Ariane (Louise Chevillotte) gazes winsomely out a window like the Parisian university student she is, in <em>Lover for a Day</em>.
Ariane (Louise Chevillotte) gazes winsomely out a window like the Parisian university student she is, in Lover for a Day.

When you're in love, "you just feel good, like you're wrapped in a big coat," says a character in Lover for a Day. Yet there are no big-coat moments in veteran director Philippe Garrel's latest examination of French erotic discontent.

In the establishing scenes, one woman has stand-up sex in a grubby college bathroom while another weeps as she lugs a suitcase out of her now-ex-boyfriend's apartment. Both are headed for the same spot in a black-and-white Paris that appears timeless and a bit shabby — a city of striving students, underpaid professors, and eternal youthfulness.

The outcome of the two prologues is a three-way relationship. University student Ariane (Louise Chevillotte) has recently moved in with Gilles (Eric Caravaca), the philosophy instructor with whom she dallied in the lavatory.
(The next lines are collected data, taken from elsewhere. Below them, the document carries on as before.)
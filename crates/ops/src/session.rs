//! Installation session controller

use crate::context::SessionContext;
use apkm_errors::{Error, InstallError};
use apkm_events::{EventEmitter, SessionEvent};
use apkm_patcher::{PatchRunner, StepContext, StepKind, StepRunner, StepSnapshot};
use apkm_state::{InstallRecord, RecordedError};
use apkm_types::{InstallId, PatchOptions, SessionState, StepGroup, StepState, Uuid};
use chrono::{DateTime, Utc};
use futures::FutureExt;
use std::collections::BTreeMap;
use std::panic::AssertUnwindSafe;
use std::sync::{Arc, Mutex, PoisonError};
use std::time::Duration;
use tokio::sync::watch;
use tokio::task::JoinHandle;
use tokio_util::sync::CancellationToken;

/// Message recorded when the installer step never completed
pub const ABORTED_MESSAGE: &str = "Installation was aborted or cancelled";

/// Log recorded when the pipeline could not even be assembled
pub const INIT_FAILED_LOG: &str = "- Failed to initialize patch runner";

/// Attempt data readable while the attempt runs
#[derive(Default)]
struct Shared {
    install_id: Option<InstallId>,
    runner: Option<Arc<StepRunner>>,
    last_error: Option<Error>,
    /// Token of the live attempt, fired by `cancel()` without the run lock
    cancel: Option<CancellationToken>,
}

struct Run {
    token: CancellationToken,
    handle: JoinHandle<()>,
}

/// Everything the spawned attempt needs
struct Attempt {
    ctx: Arc<SessionContext>,
    options: PatchOptions,
    install_id: InstallId,
    started_at: DateTime<Utc>,
    token: CancellationToken,
    shared: Arc<Mutex<Shared>>,
    state: Arc<watch::Sender<SessionState>>,
}

/// How an attempt ended
struct Outcome {
    state: SessionState,
    duration: Duration,
    log: String,
    error: Option<Error>,
    recorded: Option<RecordedError>,
}

/// Drives installation attempts for one set of patch options.
///
/// At most one attempt runs at a time. Starting again cancels and joins the
/// previous attempt, which still persists its own record first.
pub struct PatchingSession {
    ctx: Arc<SessionContext>,
    options: PatchOptions,
    state: Arc<watch::Sender<SessionState>>,
    shared: Arc<Mutex<Shared>>,
    run: tokio::sync::Mutex<Option<Run>>,
}

impl PatchingSession {
    #[must_use]
    pub fn new(ctx: SessionContext, options: PatchOptions) -> Self {
        let (state, _) = watch::channel(SessionState::Working);
        Self {
            ctx: Arc::new(ctx),
            options,
            state: Arc::new(state),
            shared: Arc::new(Mutex::new(Shared::default())),
            run: tokio::sync::Mutex::new(None),
        }
    }

    fn shared(&self) -> std::sync::MutexGuard<'_, Shared> {
        self.shared.lock().unwrap_or_else(PoisonError::into_inner)
    }

    #[must_use]
    pub fn options(&self) -> &PatchOptions {
        &self.options
    }

    /// Id of the current (or last) attempt
    #[must_use]
    pub fn install_id(&self) -> Option<InstallId> {
        self.shared().install_id
    }

    #[must_use]
    pub fn state(&self) -> SessionState {
        self.state.borrow().clone()
    }

    #[must_use]
    pub fn subscribe(&self) -> watch::Receiver<SessionState> {
        self.state.subscribe()
    }

    /// Error that ended the last attempt, if any
    #[must_use]
    pub fn last_error(&self) -> Option<Error> {
        self.shared().last_error.clone()
    }

    #[must_use]
    pub fn dev_mode(&self) -> bool {
        self.ctx.dev_mode
    }

    /// Step snapshots of the current attempt, clustered by group
    #[must_use]
    pub fn steps(&self) -> BTreeMap<StepGroup, Vec<StepSnapshot>> {
        self.shared()
            .runner
            .as_ref()
            .map(|runner| runner.grouped())
            .unwrap_or_default()
    }

    /// Begin a new attempt and return its install id.
    ///
    /// Any attempt still running is cancelled and joined first.
    ///
    /// # Errors
    ///
    /// Returns an error if cleaning up after the previous attempt fails.
    pub async fn start(&self) -> Result<InstallId, Error> {
        let mut run = self.run.lock().await;
        self.stop(&mut run).await?;

        let install_id = Uuid::new_v4();
        let started_at = Utc::now();
        {
            let mut shared = self.shared();
            shared.install_id = Some(install_id);
            shared.runner = None;
            shared.last_error = None;
        }
        self.publish(SessionState::Working);
        self.ctx.emit_session(SessionEvent::Started { install_id });
        tracing::info!(%install_id, package = %self.options.package_name, "starting installation");

        let token = CancellationToken::new();
        self.shared().cancel = Some(token.clone());
        let attempt = Attempt {
            ctx: self.ctx.clone(),
            options: self.options.clone(),
            install_id,
            started_at,
            token: token.clone(),
            shared: self.shared.clone(),
            state: self.state.clone(),
        };
        let handle = tokio::spawn(attempt.run());

        *run = Some(Run { token, handle });
        Ok(install_id)
    }

    /// Cancel the running attempt and remove its partial output.
    ///
    /// Idempotent; does nothing when no attempt is active. The attempt is
    /// signalled before the run lock is taken, so a concurrent `start()` or
    /// `clear_cache()` holding it cannot delay the cancellation.
    ///
    /// # Errors
    ///
    /// Returns an error if the working directory cannot be removed.
    pub async fn cancel(&self) -> Result<(), Error> {
        let token = self.shared().cancel.clone();
        if let Some(token) = token {
            token.cancel();
        }
        let mut run = self.run.lock().await;
        self.stop(&mut run).await
    }

    /// Wait for the current attempt to reach a terminal state.
    ///
    /// Observes the state cell only, so any number of waiters may run
    /// alongside `cancel()`.
    pub async fn wait(&self) -> SessionState {
        let active = self.run.lock().await.is_some();
        if !active {
            return self.state();
        }
        let mut rx = self.state.subscribe();
        let state = match rx.wait_for(SessionState::is_terminal).await {
            Ok(state) => state.clone(),
            Err(_) => self.state(),
        };
        state
    }

    /// Remove cached downloads. A running attempt is cancelled first.
    ///
    /// # Errors
    ///
    /// Returns an error if the cache directory cannot be removed.
    pub async fn clear_cache(&self) -> Result<(), Error> {
        let mut run = self.run.lock().await;
        self.stop(&mut run).await?;
        self.ctx.paths.clear_cache().await?;
        self.ctx.emit_session(SessionEvent::CacheCleared);
        tracing::info!("cleared download cache");
        Ok(())
    }

    /// Launch the installed app. Only meaningful after a successful attempt.
    ///
    /// Returns `false` if there is nothing to launch or the package has no
    /// launcher activity; the latter is reported as a warning event.
    ///
    /// # Errors
    ///
    /// Returns an error if the installer tool itself fails.
    pub async fn launch_app(&self) -> Result<bool, Error> {
        if self.state() != SessionState::Success {
            return Ok(false);
        }
        match self
            .ctx
            .toolchain
            .installer
            .launch(&self.options.package_name)
            .await
        {
            Ok(()) => Ok(true),
            Err(Error::Install(InstallError::LaunchUnavailable { package })) => {
                self.ctx
                    .emit_warning(format!("{package} has no launcher activity"));
                Ok(false)
            }
            Err(e) => Err(e),
        }
    }

    fn publish(&self, state: SessionState) {
        self.state.send_replace(state.clone());
        self.ctx.emit_session(SessionEvent::StateChanged { state });
    }

    /// Cancel, join and clean up the attempt held in `run`
    async fn stop(&self, run: &mut Option<Run>) -> Result<(), Error> {
        let Some(current) = run.take() else {
            return Ok(());
        };

        current.token.cancel();
        if let Err(e) = current.handle.await {
            tracing::warn!(error = %e, "installation task did not finish cleanly");
        }

        let interrupted = {
            let mut shared = self.shared();
            shared.cancel = None;
            shared
                .runner
                .as_ref()
                .map(|runner| runner.interrupted_downloads())
                .unwrap_or_default()
        };
        for path in interrupted {
            match tokio::fs::remove_file(&path).await {
                Ok(()) => tracing::debug!(path = %path.display(), "removed partial download"),
                Err(e) if e.kind() == std::io::ErrorKind::NotFound => {}
                Err(e) => return Err(Error::io_with_path(&e, &path)),
            }
        }
        self.ctx.paths.delete_working_dir().await
    }
}

impl Attempt {
    async fn run(self) {
        let outcome = match AssertUnwindSafe(self.execute()).catch_unwind().await {
            Ok(Ok(outcome)) => outcome,
            Ok(Err(e)) => self.init_failure(e),
            Err(panic) => {
                let message = panic
                    .downcast_ref::<&str>()
                    .map(ToString::to_string)
                    .or_else(|| panic.downcast_ref::<String>().cloned())
                    .unwrap_or_else(|| "unknown panic".to_string());
                self.init_failure(Error::internal(format!("patch runner panicked: {message}")))
            }
        };
        self.finish(outcome).await;
    }

    async fn execute(&self) -> Result<Outcome, Error> {
        let runner = Arc::new(PatchRunner::new(self.options.clone())?.into_runner()?);
        self.shared
            .lock()
            .unwrap_or_else(PoisonError::into_inner)
            .runner = Some(runner.clone());

        if !self.ctx.start_delay.is_zero() {
            tokio::select! {
                () = self.token.cancelled() => {}
                () = tokio::time::sleep(self.ctx.start_delay) => {}
            }
        }

        let mut step_ctx = StepContext::new(
            self.options.clone(),
            self.ctx.paths.clone(),
            self.ctx.toolchain.clone(),
        )
        .with_cancel_token(self.token.clone())
        .with_correlation_id(self.install_id.to_string());
        if let Some(tx) = &self.ctx.tx {
            step_ctx = step_ctx.with_event_sender(tx.clone());
        }

        let failure = runner.execute_all(&step_ctx).await;
        let duration = runner.total_duration();
        let log = runner.log();

        Ok(match failure {
            Some(error) => Outcome {
                state: SessionState::Failed {
                    install_id: self.install_id,
                },
                duration,
                log,
                recorded: Some(RecordedError::from_error(&error)),
                error: Some(error),
            },
            None if runner.step(StepKind::Install).core().state() == StepState::Skipped => {
                Outcome {
                    state: SessionState::CloseScreen,
                    duration,
                    log,
                    error: Some(InstallError::Cancelled.into()),
                    recorded: Some(RecordedError::aborted(ABORTED_MESSAGE)),
                }
            }
            None => Outcome {
                state: SessionState::Success,
                duration,
                log,
                error: None,
                recorded: None,
            },
        })
    }

    fn init_failure(&self, error: Error) -> Outcome {
        Outcome {
            state: SessionState::Failed {
                install_id: self.install_id,
            },
            duration: Duration::ZERO,
            log: INIT_FAILED_LOG.to_string(),
            recorded: Some(RecordedError::from_error(&error)),
            error: Some(error),
        }
    }

    async fn finish(self, outcome: Outcome) {
        let install_id = self.install_id;
        match &outcome.error {
            Some(error) if error.is_insufficient_storage() => {
                tracing::error!(%install_id, "device ran out of storage");
                self.ctx
                    .emit_session(SessionEvent::InsufficientStorage { install_id });
            }
            Some(error) if matches!(outcome.state, SessionState::Failed { .. }) => {
                tracing::error!(%install_id, %error, "installation failed");
            }
            _ => {}
        }

        let record = InstallRecord::new(
            install_id,
            self.started_at,
            outcome.duration,
            self.options,
            outcome.log,
            outcome.recorded,
        );
        match self.ctx.store.store_install_data(record).await {
            Ok(()) => self
                .ctx
                .emit_session(SessionEvent::RecordStored { install_id }),
            Err(e) => tracing::warn!(%install_id, error = %e, "failed to store installation record"),
        }

        self.shared
            .lock()
            .unwrap_or_else(PoisonError::into_inner)
            .last_error = outcome.error;

        tracing::info!(%install_id, state = ?outcome.state, "installation finished");
        self.state.send_replace(outcome.state.clone());
        self.ctx
            .emit_session(SessionEvent::StateChanged { state: outcome.state });
    }
}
Then the newly homeless Jeanne (Esther Garrel, the director's daughter) claims a place on the sofa, as Gilles is her father. It's a small apartment, but the most awkward thing about the arrangement is that both women are 20.

Ariane and Jeanne are pretty, vivacious, and authentic; they're not glamorized into unbelievability as in a Hollywood movie. They bicker at first, but soon develop a sisterly rapport — sharing clothes, life stories, and potential paramours. Their bond is tightened by the way each keeps one of the other's secrets from Gilles.

The story's fireworks spark not from their rivalry, but from Jeanne's broken heart and Ariane's penchant for extracurricular sex. She thinks she has tacit permission from Gilles for the occasional one-night stand, but he — like many of Garrel's recent characters — is not so accepting of infidelity as his bohemian lifestyle might suggest.

This is the first time the director has given a leading role to his daughter (fresh from her thankless part as the third wheel on Call Me By Your Name's bicycle built for two). Yet the off-screen kinship doesn't mean that Gilles is a stand-in Garrel.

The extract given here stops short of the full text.